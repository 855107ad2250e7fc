//! Dashboard state snapshots
//!
//! A `DashboardState` is never mutated: every transition returns a new
//! snapshot, so the list and the selection always change together.
//!
//! Invariant: when `selected` is present it equals a record in `patients`.

use chrono::{DateTime, Utc};
use serde::Serialize;
use std::sync::Arc;
use thiserror::Error;

use crate::loader::Loaded;
use crate::records::Patient;

/// Where the dashboard is in its load lifecycle
#[derive(Debug, Clone, PartialEq, Serialize)]
#[serde(tag = "state", rename_all = "snake_case")]
pub enum LoadStatus {
    /// Initial fetch has not completed yet
    Loading,
    /// Records are loaded
    Ready { loaded_at: DateTime<Utc> },
    /// Latest fetch failed; whatever was loaded before is kept
    Failed {
        reason: String,
        failed_at: DateTime<Utc>,
    },
}

/// Errors from selection transitions
#[derive(Error, Debug, PartialEq, Eq)]
pub enum SelectionError {
    /// The record is not one of the currently loaded records
    #[error("Patient is not in the current list: {0}")]
    NotInList(String),

    /// No loaded record has this name
    #[error("Patient not found: {0}")]
    NotFound(String),
}

/// Immutable snapshot of the dashboard's list and selection
#[derive(Debug, Clone)]
pub struct DashboardState {
    status: LoadStatus,
    patients: Arc<Vec<Patient>>,
    selected: Option<Patient>,
}

impl Default for DashboardState {
    fn default() -> Self {
        Self::new()
    }
}

impl DashboardState {
    /// Empty snapshot at view start
    pub fn new() -> Self {
        Self {
            status: LoadStatus::Loading,
            patients: Arc::new(Vec::new()),
            selected: None,
        }
    }

    /// Transition: a load succeeded
    ///
    /// The list is replaced wholesale. A previous selection survives only
    /// if an equal record is in the new list; otherwise the loader's
    /// default selection is used.
    pub fn loaded(&self, loaded: Loaded) -> Self {
        let Loaded { patients, selected } = loaded;

        let selected = match &self.selected {
            Some(current) if patients.contains(current) => Some(current.clone()),
            _ => selected.filter(|p| patients.contains(p)),
        };

        Self {
            status: LoadStatus::Ready {
                loaded_at: Utc::now(),
            },
            patients: Arc::new(patients),
            selected,
        }
    }

    /// Transition: the user picked `patient`
    ///
    /// The list is shared with the previous snapshot, not copied.
    pub fn selected(&self, patient: &Patient) -> Result<Self, SelectionError> {
        if !self.patients.contains(patient) {
            return Err(SelectionError::NotInList(patient.name.clone()));
        }

        Ok(Self {
            status: self.status.clone(),
            patients: Arc::clone(&self.patients),
            selected: Some(patient.clone()),
        })
    }

    /// Transition: select the first record with this exact name
    pub fn select_by_name(&self, name: &str) -> Result<Self, SelectionError> {
        let patient = self
            .patients
            .iter()
            .find(|p| p.has_name(name))
            .ok_or_else(|| SelectionError::NotFound(name.to_string()))?;

        self.selected(patient)
    }

    /// Transition: the load failed
    ///
    /// A failed fetch publishes nothing, so the list and selection from the
    /// last successful load stay in place (empty if there was none).
    pub fn failed(&self, reason: impl Into<String>) -> Self {
        Self {
            status: LoadStatus::Failed {
                reason: reason.into(),
                failed_at: Utc::now(),
            },
            patients: Arc::clone(&self.patients),
            selected: self.selected.clone(),
        }
    }

    pub fn status(&self) -> &LoadStatus {
        &self.status
    }

    pub fn patients(&self) -> &[Patient] {
        &self.patients
    }

    pub fn selected_patient(&self) -> Option<&Patient> {
        self.selected.as_ref()
    }

    pub fn is_loading(&self) -> bool {
        matches!(self.status, LoadStatus::Loading)
    }

    pub fn is_ready(&self) -> bool {
        matches!(self.status, LoadStatus::Ready { .. })
    }

    /// No records and not loading: the "no patient data" view
    pub fn is_empty(&self) -> bool {
        !self.is_loading() && self.patients.is_empty()
    }

    /// Whether `patient` is the current selection (compared by name, as
    /// the list panel highlights it)
    pub fn is_selected(&self, patient: &Patient) -> bool {
        self.selected
            .as_ref()
            .map(|s| s.name == patient.name)
            .unwrap_or(false)
    }
}

#[cfg(test)]
mod tests {
    use super::*;
    use crate::loader::testing::sample_patients;
    use crate::loader::{select_default, DEFAULT_PATIENT_NAME};

    fn loaded(patients: Vec<Patient>) -> Loaded {
        let selected = select_default(&patients, DEFAULT_PATIENT_NAME);
        Loaded { patients, selected }
    }

    #[test]
    fn test_initial_state() {
        let state = DashboardState::new();

        assert!(state.is_loading());
        assert!(!state.is_empty());
        assert!(state.patients().is_empty());
        assert!(state.selected_patient().is_none());
    }

    #[test]
    fn test_loaded_transition() {
        let state = DashboardState::new().loaded(loaded(sample_patients()));

        assert!(state.is_ready());
        assert_eq!(state.patients(), sample_patients().as_slice());
        assert_eq!(state.selected_patient().map(|p| p.name.as_str()), Some("Jessica Taylor"));
    }

    #[test]
    fn test_select_keeps_list() {
        let state = DashboardState::new().loaded(loaded(sample_patients()));
        let ryan = state.patients()[2].clone();

        let next = state.selected(&ryan).unwrap();

        assert_eq!(next.selected_patient(), Some(&ryan));
        assert_eq!(next.patients(), state.patients());
        // Previous snapshot is untouched
        assert_eq!(state.selected_patient().map(|p| p.name.as_str()), Some("Jessica Taylor"));
    }

    #[test]
    fn test_select_unknown_record() {
        let state = DashboardState::new().loaded(loaded(sample_patients()));
        let stranger = Patient::new("Jessica Taylor").age(99);

        let err = state.selected(&stranger).unwrap_err();
        assert_eq!(err, SelectionError::NotInList("Jessica Taylor".to_string()));
    }

    #[test]
    fn test_select_by_name() {
        let state = DashboardState::new().loaded(loaded(sample_patients()));

        let next = state.select_by_name("Emily Williams").unwrap();
        assert!(next.is_selected(&state.patients()[0]));

        let err = state.select_by_name("Nobody").unwrap_err();
        assert_eq!(err, SelectionError::NotFound("Nobody".to_string()));
    }

    #[test]
    fn test_reload_keeps_present_selection() {
        let state = DashboardState::new()
            .loaded(loaded(sample_patients()))
            .select_by_name("Ryan Johnson")
            .unwrap();

        let reloaded = state.loaded(loaded(sample_patients()));
        assert_eq!(reloaded.selected_patient().map(|p| p.name.as_str()), Some("Ryan Johnson"));
    }

    #[test]
    fn test_reload_drops_dangling_selection() {
        let state = DashboardState::new()
            .loaded(loaded(sample_patients()))
            .select_by_name("Ryan Johnson")
            .unwrap();

        let smaller: Vec<Patient> = sample_patients().into_iter().take(2).collect();
        let reloaded = state.loaded(loaded(smaller));

        assert_eq!(reloaded.selected_patient().map(|p| p.name.as_str()), Some("Jessica Taylor"));
        assert!(reloaded
            .patients()
            .contains(reloaded.selected_patient().unwrap()));
    }

    #[test]
    fn test_loaded_without_default() {
        let state = DashboardState::new().loaded(loaded(vec![Patient::new("John Doe").id(2)]));

        assert_eq!(state.patients().len(), 1);
        assert!(state.selected_patient().is_none());
        assert!(!state.is_empty());
    }

    #[test]
    fn test_failed_transition() {
        let state = DashboardState::new().failed("Network response was not ok (HTTP 401): ");

        assert!(matches!(state.status(), LoadStatus::Failed { .. }));
        assert!(state.is_empty());
        assert!(state.selected_patient().is_none());
        assert!(!state.is_loading());
    }

    #[test]
    fn test_failed_after_load_keeps_data() {
        let before = DashboardState::new()
            .loaded(loaded(sample_patients()))
            .select_by_name("Ryan Johnson")
            .unwrap();

        let state = before.failed("Request timeout");

        assert!(matches!(state.status(), LoadStatus::Failed { .. }));
        assert!(!state.is_ready());
        assert_eq!(state.patients(), before.patients());
        assert_eq!(state.selected_patient().map(|p| p.name.as_str()), Some("Ryan Johnson"));
        assert!(!state.is_empty());
    }
}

§ **Task brief**
Where a line of the data includes the string "Taylor", list that line.

§ **Answer to the exercise**
        assert_eq!(state.selected_patient().map(|p| p.name.as_str()), Some("Jessica Taylor"));
        assert_eq!(state.selected_patient().map(|p| p.name.as_str()), Some("Jessica Taylor"));
        let stranger = Patient::new("Jessica Taylor").age(99);
        assert_eq!(err, SelectionError::NotInList("Jessica Taylor".to_string()));
        assert_eq!(reloaded.selected_patient().map(|p| p.name.as_str()), Some("Jessica Taylor"));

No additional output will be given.